The fund, called the iShares Staked Ethereum Trust ETF (ETHB), is the asset manager’s third crypto ETF and the first one to incorporate staking

As such, ETHB will hold spot Ethereum and stake a part of those holdings on the network, allowing investors to potentially earn staking rewards while benefiting from price movements.

“This is really about investor choice. While ETHA has developed liquidity and a growing derivatives market, some investors are focused on maximizing total returns by combining ether price exposure with staking rewards,” Jay Jacobs, the U.S. head of equity ETFs at BlackRock, told CoinDesk.

Coinbase will serve as the new fund’s custodian and staking provider. Validators, on the other hand, currently include Figment, Galaxy, and Attestant. 

As for the fees, ETHB charges a 0.25% sponsor fee, though the firm is temporarily reducing the cost to 0.12% on the first $2.5 billion in assets for the first year, according to Jacobs.

What does BlackRock’s staked Ethereum ETF bring?

Since Ethereum operates on a proof-of-stake (PoS) system, holders can lock up their ETH holdings to help validate transactions and secure the network.
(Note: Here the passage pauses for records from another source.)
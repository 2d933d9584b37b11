//! Request extractors that report failures through [`AppError`].
//!
//! Axum's stock `Json` and `Query` rejections answer with plain-text bodies;
//! these wrappers convert them into the standard `{ "error", "code" }` JSON
//! error body.

use axum::extract::{FromRequest, FromRequestParts, Query, Request};
use axum::http::request::Parts;
use axum::Json;
use mercato_core::requests::PageRequest;
use serde::de::DeserializeOwned;
use validator::Validate;

use crate::error::AppError;
use crate::query::PaginationParams;

/// JSON body extractor whose rejection is a 400 `BAD_REQUEST`.
#[derive(Debug)]
pub struct JsonBody<T>(pub T);

impl<S, T> FromRequest<S> for JsonBody<T>
where
    T: DeserializeOwned,
    S: Send + Sync,
{
    type Rejection = AppError;

    async fn from_request(req: Request, state: &S) -> Result<Self, Self::Rejection> {
        let Json(value) = Json::<T>::from_request(req, state)
            .await
            .map_err(|rejection| AppError::BadRequest(rejection.body_text()))?;
        Ok(Self(value))
    }
}

/// JSON body extractor that also runs [`Validate`].
///
/// Malformed JSON is a 400; a well-formed body failing validation is a 422
/// `VALIDATION_ERROR`.
#[derive(Debug)]
pub struct ValidatedJson<T>(pub T);

impl<S, T> FromRequest<S> for ValidatedJson<T>
where
    T: DeserializeOwned + Validate,
    S: Send + Sync,
{
    type Rejection = AppError;

    async fn from_request(req: Request, state: &S) -> Result<Self, Self::Rejection> {
        let JsonBody(value) = JsonBody::<T>::from_request(req, state).await?;
        value.validate()?;
        Ok(Self(value))
    }
}

/// Pagination query extractor (`?page=&per_page=`), defaulted and clamped.
#[derive(Debug, Clone, Copy)]
pub struct Pagination(pub PageRequest);

impl<S> FromRequestParts<S> for Pagination
where
    S: Send + Sync,
{
    type Rejection = AppError;

    async fn from_request_parts(parts: &mut Parts, state: &S) -> Result<Self, Self::Rejection> {
        let Query(params) = Query::<PaginationParams>::from_request_parts(parts, state)
            .await
            .map_err(|rejection| AppError::BadRequest(rejection.body_text()))?;
        Ok(Self(PageRequest::new(params.page, params.per_page)))
    }
}
//! Request contracts accepted by the route table's placeholder handlers.
//!
//! These are shape checks only. Whether an identifier exists, belongs to the
//! current team, or may transition to the requested state is decided by the
//! business layer, not here.

use serde::{Deserialize, Serialize};
use serde_json::Value;
use validator::Validate;

use crate::error::CoreError;
use crate::types::RecordId;

/// Maximum number of identifiers accepted by a single bulk operation.
pub const MAX_BULK_IDS: u64 = 500;

/// Default page size for paginated listings.
pub const DEFAULT_PER_PAGE: u32 = 15;

/// Largest page size a client may request.
pub const MAX_PER_PAGE: u32 = 100;

// ---------------------------------------------------------------------------
// Actions
// ---------------------------------------------------------------------------

/// State transitions available through `records/{id}/action`.
#[derive(Debug, Clone, Copy, PartialEq, Eq, Serialize, Deserialize)]
#[serde(rename_all = "lowercase")]
pub enum RecordAction {
    Archive,
    Restore,
}

/// Body of `PATCH .../records/{id}/action`, e.g. `{"action": "archive"}`.
#[derive(Debug, Clone, PartialEq, Eq, Serialize, Deserialize)]
pub struct ActionRequest {
    pub action: RecordAction,
}

// ---------------------------------------------------------------------------
// Bulk operations
// ---------------------------------------------------------------------------

/// Body of every `manage.*` operation that acts on a set of records.
#[derive(Debug, Clone, Serialize, Deserialize, Validate)]
pub struct BulkIdsRequest {
    #[validate(length(
        min = 1,
        max = MAX_BULK_IDS,
        message = "ids must hold at least one identifier and no more than the bulk limit"
    ))]
    pub ids: Vec<RecordId>,
}

impl BulkIdsRequest {
    /// Trim identifiers, reject blanks, and drop repeats keeping first
    /// occurrence order.
    pub fn normalized(self) -> Result<Self, CoreError> {
        let mut ids: Vec<RecordId> = Vec::with_capacity(self.ids.len());
        for (position, id) in self.ids.into_iter().enumerate() {
            let id = id.trim();
            if id.is_empty() {
                return Err(CoreError::Validation(format!(
                    "ids[{position}] must not be blank"
                )));
            }
            if !ids.iter().any(|seen| seen == id) {
                ids.push(id.to_string());
            }
        }
        Ok(Self { ids })
    }
}

// ---------------------------------------------------------------------------
// Relationship changes
// ---------------------------------------------------------------------------

/// Extract the new foreign key from a `change` body such as
/// `{"product_id": "TPD123qweasd"}`.
///
/// Returns `Ok(None)` only when `nullable` is set and the field is `null`,
/// meaning the relation should be removed.
pub fn parse_change(
    field: &str,
    nullable: bool,
    body: &serde_json::Map<String, Value>,
) -> Result<Option<RecordId>, CoreError> {
    match body.get(field) {
        None => Err(CoreError::Validation(format!("{field} is required"))),
        Some(Value::Null) if nullable => Ok(None),
        Some(Value::Null) => Err(CoreError::Validation(format!(
            "{field} must not be null"
        ))),
        Some(Value::String(id)) if id.trim().is_empty() => Err(CoreError::Validation(
            format!("{field} must not be blank"),
        )),
        Some(Value::String(id)) => Ok(Some(id.trim().to_string())),
        Some(_) => Err(CoreError::Validation(format!("{field} must be a string"))),
    }
}

// ---------------------------------------------------------------------------
// Pagination
// ---------------------------------------------------------------------------

/// Pagination window for `records.list` endpoints.
#[derive(Debug, Clone, Copy, PartialEq, Eq, Serialize)]
pub struct PageRequest {
    pub page: u32,
    pub per_page: u32,
}

impl PageRequest {
    /// Apply defaults and clamp to the accepted range.
    pub fn new(page: Option<u32>, per_page: Option<u32>) -> Self {
        Self {
            page: page.unwrap_or(1).max(1),
            per_page: per_page
                .unwrap_or(DEFAULT_PER_PAGE)
                .clamp(1, MAX_PER_PAGE),
        }
    }
}

impl Default for PageRequest {
    fn default() -> Self {
        Self::new(None, None)
    }
}
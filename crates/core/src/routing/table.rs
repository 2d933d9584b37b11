use std::collections::{HashMap, HashSet};
use std::sync::LazyLock;

use regex::Regex;

use super::group::RouteGroup;
use super::{parameter_name, HttpMethod, Middleware, RouteDef, RoutingError};

/// Dotted route names: lower-camelCase identifiers separated by `.`.
static ROUTE_NAME_RE: LazyLock<Regex> = LazyLock::new(|| {
    Regex::new(r"^[a-z][A-Za-z0-9]*(\.[a-z][A-Za-z0-9]*)*$").expect("valid regex")
});

/// `{param}` placeholders inside a path pattern.
static PARAM_RE: LazyLock<Regex> =
    LazyLock::new(|| Regex::new(r"\{(\w+)\}").expect("valid regex"));

/// A validated, ordered set of routes.
#[derive(Debug, Clone)]
pub struct RouteTable {
    routes: Vec<RouteDef>,
    by_name: HashMap<String, usize>,
}

/// A request path resolved to its route.
#[derive(Debug, Clone, PartialEq, Eq)]
pub struct Resolution<'t> {
    pub route: &'t RouteDef,
    /// Parameter values in path order.
    pub params: Vec<(String, String)>,
}

/// Why a (method, path) pair did not resolve.
#[derive(Debug, Clone, PartialEq, Eq, thiserror::Error)]
pub enum ResolveError {
    #[error("No route matches the path")]
    NotFound,

    #[error("Method not allowed; the path accepts {}", format_methods(.allowed))]
    MethodNotAllowed { allowed: Vec<HttpMethod> },
}

fn format_methods(methods: &[HttpMethod]) -> String {
    methods
        .iter()
        .map(|m| m.as_str())
        .collect::<Vec<_>>()
        .join(", ")
}

impl RouteTable {
    /// Declare routes under a root group and validate the result.
    pub fn declare(
        prefix: &str,
        name: &str,
        f: impl FnOnce(&mut RouteGroup<'_>),
    ) -> Result<Self, RoutingError> {
        let mut routes = Vec::new();
        let mut root = RouteGroup::root(prefix, name, &mut routes);
        f(&mut root);
        Self::from_routes(routes)
    }

    /// Validate an already-built list of routes.
    ///
    /// Rejects duplicate `(method, path)` pairs, duplicate or malformed names,
    /// repeated parameter names within a pattern, and paths whose routes
    /// disagree on their middleware chain.
    pub fn from_routes(routes: Vec<RouteDef>) -> Result<Self, RoutingError> {
        let mut by_name = HashMap::with_capacity(routes.len());
        let mut by_endpoint: HashMap<(HttpMethod, &str), &str> = HashMap::new();
        let mut chains: HashMap<&str, &[Middleware]> = HashMap::new();

        for (index, route) in routes.iter().enumerate() {
            if !ROUTE_NAME_RE.is_match(&route.name) {
                return Err(RoutingError::InvalidName(route.name.clone()));
            }
            if by_name.insert(route.name.clone(), index).is_some() {
                return Err(RoutingError::DuplicateName(route.name.clone()));
            }

            let endpoint = (route.method, route.path.as_str());
            if let Some(first) = by_endpoint.insert(endpoint, route.name.as_str()) {
                return Err(RoutingError::DuplicateRoute {
                    method: route.method,
                    path: route.path.clone(),
                    first: first.to_string(),
                    second: route.name.clone(),
                });
            }

            let chain = chains
                .entry(route.path.as_str())
                .or_insert(route.middleware.as_slice());
            if *chain != route.middleware.as_slice() {
                return Err(RoutingError::InconsistentMiddleware {
                    path: route.path.clone(),
                });
            }

            let mut seen = HashSet::new();
            for param in route.parameters() {
                if !seen.insert(param) {
                    return Err(RoutingError::DuplicateParameter {
                        path: route.path.clone(),
                        param: param.to_string(),
                    });
                }
            }
        }

        Ok(Self { routes, by_name })
    }

    /// All routes in declaration order.
    pub fn routes(&self) -> &[RouteDef] {
        &self.routes
    }

    pub fn len(&self) -> usize {
        self.routes.len()
    }

    pub fn is_empty(&self) -> bool {
        self.routes.is_empty()
    }

    pub fn by_name(&self, name: &str) -> Option<&RouteDef> {
        self.by_name.get(name).map(|&i| &self.routes[i])
    }

    /// Resolve a concrete request path to exactly one route.
    ///
    /// At every segment a static match beats a parameter match, so
    /// `/pages/manage/archive` never resolves to `/pages/{page}/...`. The
    /// most specific pattern wins even if it lacks the requested verb, which
    /// yields [`ResolveError::MethodNotAllowed`].
    ///
    /// Matching is exact, as in the HTTP router: only the bare root may end
    /// in `/`, and empty segments (`//`) never match.
    pub fn resolve(&self, method: HttpMethod, path: &str) -> Result<Resolution<'_>, ResolveError> {
        let segments = request_segments(path).ok_or(ResolveError::NotFound)?;

        let mut best: Option<(Vec<bool>, &str)> = None;
        for route in &self.routes {
            if let Some(rank) = match_rank(&route.path, &segments) {
                let better = match &best {
                    Some((current, _)) => rank > *current,
                    None => true,
                };
                if better {
                    best = Some((rank, route.path.as_str()));
                }
            }
        }

        let Some((_, pattern)) = best else {
            return Err(ResolveError::NotFound);
        };

        let candidates: Vec<&RouteDef> =
            self.routes.iter().filter(|r| r.path == pattern).collect();

        let Some(route) = candidates.iter().copied().find(|r| r.method == method) else {
            let mut allowed: Vec<HttpMethod> = candidates.iter().map(|r| r.method).collect();
            allowed.sort();
            return Err(ResolveError::MethodNotAllowed { allowed });
        };

        let params = pattern
            .split('/')
            .filter(|s| !s.is_empty())
            .zip(&segments)
            .filter_map(|(pat, value)| {
                parameter_name(pat).map(|name| (name.to_string(), (*value).to_string()))
            })
            .collect();

        Ok(Resolution { route, params })
    }

    /// Build a concrete path for the named route.
    ///
    /// Every `{param}` in the pattern must be supplied; extra values are
    /// ignored.
    pub fn url_for(&self, name: &str, params: &[(&str, &str)]) -> Result<String, RoutingError> {
        let route = self
            .by_name(name)
            .ok_or_else(|| RoutingError::UnknownRoute(name.to_string()))?;

        let values: HashMap<&str, &str> = params.iter().copied().collect();

        let mut missing = None;
        let url = PARAM_RE.replace_all(&route.path, |caps: &regex::Captures| {
            let key = &caps[1];
            match values.get(key) {
                Some(value) => (*value).to_string(),
                None => {
                    missing.get_or_insert_with(|| key.to_string());
                    String::new()
                }
            }
        });

        match missing {
            Some(param) => Err(RoutingError::MissingParameter {
                route: route.name.clone(),
                param,
            }),
            None => Ok(url.into_owned()),
        }
    }
}

/// Split a request path into its segments. `None` if the path is not
/// absolute or contains an empty segment.
fn request_segments(path: &str) -> Option<Vec<&str>> {
    let rest = path.strip_prefix('/')?;
    if rest.is_empty() {
        return Some(Vec::new());
    }
    let segments: Vec<&str> = rest.split('/').collect();
    segments.iter().all(|s| !s.is_empty()).then_some(segments)
}

/// Rank how `pattern` matches `segments`: `None` if it does not match,
/// otherwise one flag per segment, `true` for a static match.
///
/// Ranks compare lexicographically, so a static segment earlier in the path
/// outranks any parameter at that position.
fn match_rank(pattern: &str, segments: &[&str]) -> Option<Vec<bool>> {
    let parts: Vec<&str> = pattern.split('/').filter(|s| !s.is_empty()).collect();
    if parts.len() != segments.len() {
        return None;
    }

    parts
        .iter()
        .zip(segments)
        .map(|(part, segment)| match parameter_name(part) {
            Some(_) => Some(false),
            None if part == segment => Some(true),
            None => None,
        })
        .collect()
}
In return, they receive rewards in the form of yields.

Until now, most Ethereum ETFs have provided only price exposure, not staking, with the exception of some providers, such as Grayscale, which recently launched a staking-enabled product. 

BlackRock’s new fund thus aims to encourage more crypto-native investors to explore ETFs, offering them the usual advantages, such as institutional-grade custody, plus staking. In addition, the fund comes with a monthly dividend, adding a passive-income dimension to the product.

The potential market for the new ETF is thus wide, including retail traders, financial advisors, and institutional holders, with the primary appeal being the ability to gain exposure to the second-largest digital currency while capturing staking yield.